(Items from a dataset)
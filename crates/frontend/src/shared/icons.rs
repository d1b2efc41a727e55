use leptos::prelude::*;

pub fn icon(name: &str) -> AnyView {
    match name {
        "dashboard" => view! {
            <svg width="20" height="20" viewBox="0 0 24 24" fill="none" stroke="currentColor" stroke-width="2" stroke-linecap="round" stroke-linejoin="round" aria-hidden="true">
                <rect x="3" y="3" width="7" height="9" rx="1"/>
                <rect x="14" y="3" width="7" height="5" rx="1"/>
                <rect x="14" y="12" width="7" height="9" rx="1"/>
                <rect x="3" y="16" width="7" height="5" rx="1"/>
            </svg>
        }.into_any(),
        "category" => view! {
            <svg width="20" height="20" viewBox="0 0 24 24" fill="none" stroke="currentColor" stroke-width="2" stroke-linecap="round" stroke-linejoin="round" aria-hidden="true">
                <path d="M22 19a2 2 0 0 1-2 2H4a2 2 0 0 1-2-2V5a2 2 0 0 1 2-2h5l2 3h9a2 2 0 0 1 2 2z"/>
            </svg>
        }.into_any(),
        "inventory" => view! {
            <svg width="20" height="20" viewBox="0 0 24 24" fill="none" stroke="currentColor" stroke-width="2" stroke-linecap="round" stroke-linejoin="round" aria-hidden="true">
                <path d="M21 16V8a2 2 0 0 0-1-1.73l-7-4a2 2 0 0 0-2 0l-7 4A2 2 0 0 0 3 8v8a2 2 0 0 0 1 1.73l7 4a2 2 0 0 0 2 0l7-4A2 2 0 0 0 21 16z"/>
                <path d="M3.27 6.96 12 12l8.73-5.04"/>
                <path d="M12 22V12"/>
            </svg>
        }.into_any(),
        "warehouse" => view! {
            <svg width="20" height="20" viewBox="0 0 24 24" fill="none" stroke="currentColor" stroke-width="2" stroke-linecap="round" stroke-linejoin="round" aria-hidden="true">
                <path d="M22 8.35V20a2 2 0 0 1-2 2H4a2 2 0 0 1-2-2V8.35A2 2 0 0 1 3.26 6.5l8-3.2a2 2 0 0 1 1.48 0l8 3.2A2 2 0 0 1 22 8.35Z"/>
                <path d="M6 18h12"/>
                <path d="M6 14h12"/>
                <rect x="6" y="10" width="12" height="12"/>
            </svg>
        }.into_any(),
        "projects" => view! {
            <svg width="20" height="20" viewBox="0 0 24 24" fill="none" stroke="currentColor" stroke-width="2" stroke-linecap="round" stroke-linejoin="round" aria-hidden="true">
                <rect x="2" y="7" width="20" height="14" rx="2"/>
                <path d="M16 21V5a2 2 0 0 0-2-2h-4a2 2 0 0 0-2 2v16"/>
            </svg>
        }.into_any(),
        "profile" => view! {
            <svg width="20" height="20" viewBox="0 0 24 24" fill="none" stroke="currentColor" stroke-width="2" stroke-linecap="round" stroke-linejoin="round" aria-hidden="true">
                <path d="M20 21v-2a4 4 0 0 0-4-4H8a4 4 0 0 0-4 4v2"/>
                <circle cx="12" cy="7" r="4"/>
            </svg>
        }.into_any(),
        "users" => view! {
            <svg width="20" height="20" viewBox="0 0 24 24" fill="none" stroke="currentColor" stroke-width="2" stroke-linecap="round" stroke-linejoin="round" aria-hidden="true">
                <path d="M17 21v-2a4 4 0 0 0-4-4H7a4 4 0 0 0-4 4v2"/>
                <circle cx="9" cy="7" r="4"/>
                <path d="M23 21v-2a4 4 0 0 0-3-3.87"/>
                <path d="M16 3.13a4 4 0 0 1 0 7.75"/>
            </svg>
        }.into_any(),
        "settings" => view! {
            <svg width="20" height="20" viewBox="0 0 24 24" fill="none" stroke="currentColor" stroke-width="2" stroke-linecap="round" stroke-linejoin="round" aria-hidden="true">
                <circle cx="12" cy="12" r="3"/>
                <path d="M19.4 15a1.65 1.65 0 0 0 .33 1.82l.06.06a2 2 0 1 1-2.83 2.83l-.06-.06a1.65 1.65 0 0 0-1.82-.33 1.65 1.65 0 0 0-1 1.51V21a2 2 0 1 1-4 0v-.09A1.65 1.65 0 0 0 9 19.4a1.65 1.65 0 0 0-1.82.33l-.06.06a2 2 0 1 1-2.83-2.83l.06-.06A1.65 1.65 0 0 0 4.68 15a1.65 1.65 0 0 0-1.51-1H3a2 2 0 1 1 0-4h.09A1.65 1.65 0 0 0 4.6 9a1.65 1.65 0 0 0-.33-1.82l-.06-.06a2 2 0 1 1 2.83-2.83l.06.06A1.65 1.65 0 0 0 9 4.68a1.65 1.65 0 0 0 1-1.51V3a2 2 0 1 1 4 0v.09a1.65 1.65 0 0 0 1 1.51 1.65 1.65 0 0 0 1.82-.33l.06-.06a2 2 0 1 1 2.83 2.83l-.06.06A1.65 1.65 0 0 0 19.4 9a1.65 1.65 0 0 0 1.51 1H21a2 2 0 1 1 0 4h-.09a1.65 1.65 0 0 0-1.51 1z"/>
            </svg>
        }.into_any(),
        "menu" => view! {
            <svg width="20" height="20" viewBox="0 0 24 24" fill="none" stroke="currentColor" stroke-width="2" stroke-linecap="round" stroke-linejoin="round" aria-hidden="true">
                <line x1="3" y1="6" x2="21" y2="6"/>
                <line x1="3" y1="12" x2="21" y2="12"/>
                <line x1="3" y1="18" x2="21" y2="18"/>
            </svg>
        }.into_any(),
        "logout" => view! {
            <svg width="20" height="20" viewBox="0 0 24 24" fill="none" stroke="currentColor" stroke-width="2" stroke-linecap="round" stroke-linejoin="round" aria-hidden="true">
                <path d="M9 21H5a2 2 0 0 1-2-2V5a2 2 0 0 1 2-2h4"/>
                <polyline points="16 17 21 12 16 7"/>
                <line x1="21" y1="12" x2="9" y2="12"/>
            </svg>
        }.into_any(),
        "search" => view! {
            <svg width="16" height="16" viewBox="0 0 24 24" fill="none" stroke="currentColor" stroke-width="2" stroke-linecap="round" stroke-linejoin="round" aria-hidden="true">
                <circle cx="11" cy="11" r="8"/>
                <line x1="21" y1="21" x2="16.65" y2="16.65"/>
            </svg>
        }.into_any(),
        "plus" => view! {
            <svg width="16" height="16" viewBox="0 0 24 24" fill="none" stroke="currentColor" stroke-width="2" stroke-linecap="round" stroke-linejoin="round" aria-hidden="true">
                <line x1="12" y1="5" x2="12" y2="19"/>
                <line x1="5" y1="12" x2="19" y2="12"/>
            </svg>
        }.into_any(),
        "edit" => view! {
            <svg width="16" height="16" viewBox="0 0 24 24" fill="none" stroke="currentColor" stroke-width="2" stroke-linecap="round" stroke-linejoin="round" aria-hidden="true">
                <path d="M12 20h9"/>
                <path d="M16.5 3.5a2.12 2.12 0 0 1 3 3L7 19l-4 1 1-4Z"/>
            </svg>
        }.into_any(),
        "trash" => view! {
            <svg width="16" height="16" viewBox="0 0 24 24" fill="none" stroke="currentColor" stroke-width="2" stroke-linecap="round" stroke-linejoin="round" aria-hidden="true">
                <polyline points="3 6 5 6 21 6"/>
                <path d="M19 6l-1 14a2 2 0 0 1-2 2H8a2 2 0 0 1-2-2L5 6"/>
                <path d="M10 11v6"/>
                <path d="M14 11v6"/>
                <path d="M9 6V4a1 1 0 0 1 1-1h4a1 1 0 0 1 1 1v2"/>
            </svg>
        }.into_any(),
        "eye" => view! {
            <svg width="16" height="16" viewBox="0 0 24 24" fill="none" stroke="currentColor" stroke-width="2" stroke-linecap="round" stroke-linejoin="round" aria-hidden="true">
                <path d="M1 12s4-8 11-8 11 8 11 8-4 8-11 8-11-8-11-8z"/>
                <circle cx="12" cy="12" r="3"/>
            </svg>
        }.into_any(),
        "download" => view! {
            <svg width="16" height="16" viewBox="0 0 24 24" fill="none" stroke="currentColor" stroke-width="2" stroke-linecap="round" stroke-linejoin="round" aria-hidden="true">
                <path d="M21 15v4a2 2 0 0 1-2 2H5a2 2 0 0 1-2-2v-4"/>
                <polyline points="7 10 12 15 17 10"/>
                <line x1="12" y1="15" x2="12" y2="3"/>
            </svg>
        }.into_any(),
        "x" => view! {
            <svg width="16" height="16" viewBox="0 0 24 24" fill="none" stroke="currentColor" stroke-width="2" stroke-linecap="round" stroke-linejoin="round" aria-hidden="true">
                <line x1="18" y1="6" x2="6" y2="18"/>
                <line x1="6" y1="6" x2="18" y2="18"/>
            </svg>
        }.into_any(),
        "check" => view! {
            <svg width="16" height="16" viewBox="0 0 24 24" fill="none" stroke="currentColor" stroke-width="2" stroke-linecap="round" stroke-linejoin="round" aria-hidden="true">
                <polyline points="20 6 9 17 4 12"/>
            </svg>
        }.into_any(),
        "info" => view! {
            <svg width="16" height="16" viewBox="0 0 24 24" fill="none" stroke="currentColor" stroke-width="2" stroke-linecap="round" stroke-linejoin="round" aria-hidden="true">
                <circle cx="12" cy="12" r="10"/>
                <line x1="12" y1="16" x2="12" y2="12"/>
                <line x1="12" y1="8" x2="12.01" y2="8"/>
            </svg>
        }.into_any(),
        "alert" => view! {
            <svg width="16" height="16" viewBox="0 0 24 24" fill="none" stroke="currentColor" stroke-width="2" stroke-linecap="round" stroke-linejoin="round" aria-hidden="true">
                <path d="M10.29 3.86 1.82 18a2 2 0 0 0 1.71 3h16.94a2 2 0 0 0 1.71-3L13.71 3.86a2 2 0 0 0-3.42 0z"/>
                <line x1="12" y1="9" x2="12" y2="13"/>
                <line x1="12" y1="17" x2="12.01" y2="17"/>
            </svg>
        }.into_any(),
        "sun" => view! {
            <svg width="18" height="18" viewBox="0 0 24 24" fill="none" stroke="currentColor" stroke-width="2" stroke-linecap="round" stroke-linejoin="round" aria-hidden="true">
                <circle cx="12" cy="12" r="4"/>
                <path d="M12 2v2M12 20v2M4.93 4.93l1.41 1.41M17.66 17.66l1.41 1.41M2 12h2M20 12h2M6.34 17.66l-1.41 1.41M19.07 4.93l-1.41 1.41"/>
            </svg>
        }.into_any(),
        "moon" => view! {
            <svg width="18" height="18" viewBox="0 0 24 24" fill="none" stroke="currentColor" stroke-width="2" stroke-linecap="round" stroke-linejoin="round" aria-hidden="true">
                <path d="M12 3a6 6 0 0 0 9 9 9 9 0 1 1-9-9Z"/>
            </svg>
        }.into_any(),
        "arrow-left" => view! {
            <svg width="16" height="16" viewBox="0 0 24 24" fill="none" stroke="currentColor" stroke-width="2" stroke-linecap="round" stroke-linejoin="round" aria-hidden="true">
                <line x1="19" y1="12" x2="5" y2="12"/>
                <polyline points="12 19 5 12 12 5"/>
            </svg>
        }.into_any(),
        "calendar" => view! {
            <svg width="16" height="16" viewBox="0 0 24 24" fill="none" stroke="currentColor" stroke-width="2" stroke-linecap="round" stroke-linejoin="round" aria-hidden="true">
                <rect x="3" y="4" width="18" height="18" rx="2"/>
                <line x1="16" y1="2" x2="16" y2="6"/>
                <line x1="8" y1="2" x2="8" y2="6"/>
                <line x1="3" y1="10" x2="21" y2="10"/>
            </svg>
        }.into_any(),
        "inbox" => view! {
            <svg width="40" height="40" viewBox="0 0 24 24" fill="none" stroke="currentColor" stroke-width="2" stroke-linecap="round" stroke-linejoin="round" aria-hidden="true">
                <polyline points="22 12 16 12 14 15 10 15 8 12 2 12"/>
                <path d="M5.45 5.11 2 12v6a2 2 0 0 0 2 2h16a2 2 0 0 0 2-2v-6l-3.45-6.89A2 2 0 0 0 16.76 4H7.24a2 2 0 0 0-1.79 1.11z"/>
            </svg>
        }.into_any(),
        "chevron-left" => view! {
            <svg width="16" height="16" viewBox="0 0 24 24" fill="none" stroke="currentColor" stroke-width="2" stroke-linecap="round" stroke-linejoin="round" aria-hidden="true">
                <polyline points="15 18 9 12 15 6"/>
            </svg>
        }.into_any(),
        "chevron-right" => view! {
            <svg width="16" height="16" viewBox="0 0 24 24" fill="none" stroke="currentColor" stroke-width="2" stroke-linecap="round" stroke-linejoin="round" aria-hidden="true">
                <polyline points="9 18 15 12 9 6"/>
            </svg>
        }.into_any(),
        "chevron-down" => view! {
            <svg width="16" height="16" viewBox="0 0 24 24" fill="none" stroke="currentColor" stroke-width="2" stroke-linecap="round" stroke-linejoin="round" aria-hidden="true">
                <polyline points="6 9 12 15 18 9"/>
            </svg>
        }.into_any(),
        "chevrons-left" => view! {
            <svg width="16" height="16" viewBox="0 0 24 24" fill="none" stroke="currentColor" stroke-width="2" stroke-linecap="round" stroke-linejoin="round" aria-hidden="true">
                <polyline points="11 17 6 12 11 7"/>
                <polyline points="18 17 13 12 18 7"/>
            </svg>
        }.into_any(),
        "chevrons-right" => view! {
            <svg width="16" height="16" viewBox="0 0 24 24" fill="none" stroke="currentColor" stroke-width="2" stroke-linecap="round" stroke-linejoin="round" aria-hidden="true">
                <polyline points="13 17 18 12 13 7"/>
                <polyline points="6 17 11 12 6 7"/>
            </svg>
        }.into_any(),
        _ => view! {
            <svg width="20" height="20" viewBox="0 0 24 24" fill="none" stroke="currentColor" stroke-width="2" stroke-linecap="round" stroke-linejoin="round" aria-hidden="true">
                <circle cx="12" cy="12" r="10"/>
                <path d="M12 8v4l3 3"/>
            </svg>
        }.into_any(),
    }
}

The problem:
Using the records above, select and copy every line that has the word "right".

Completed task:
        "chevron-right" => view! {
        "chevrons-right" => view! {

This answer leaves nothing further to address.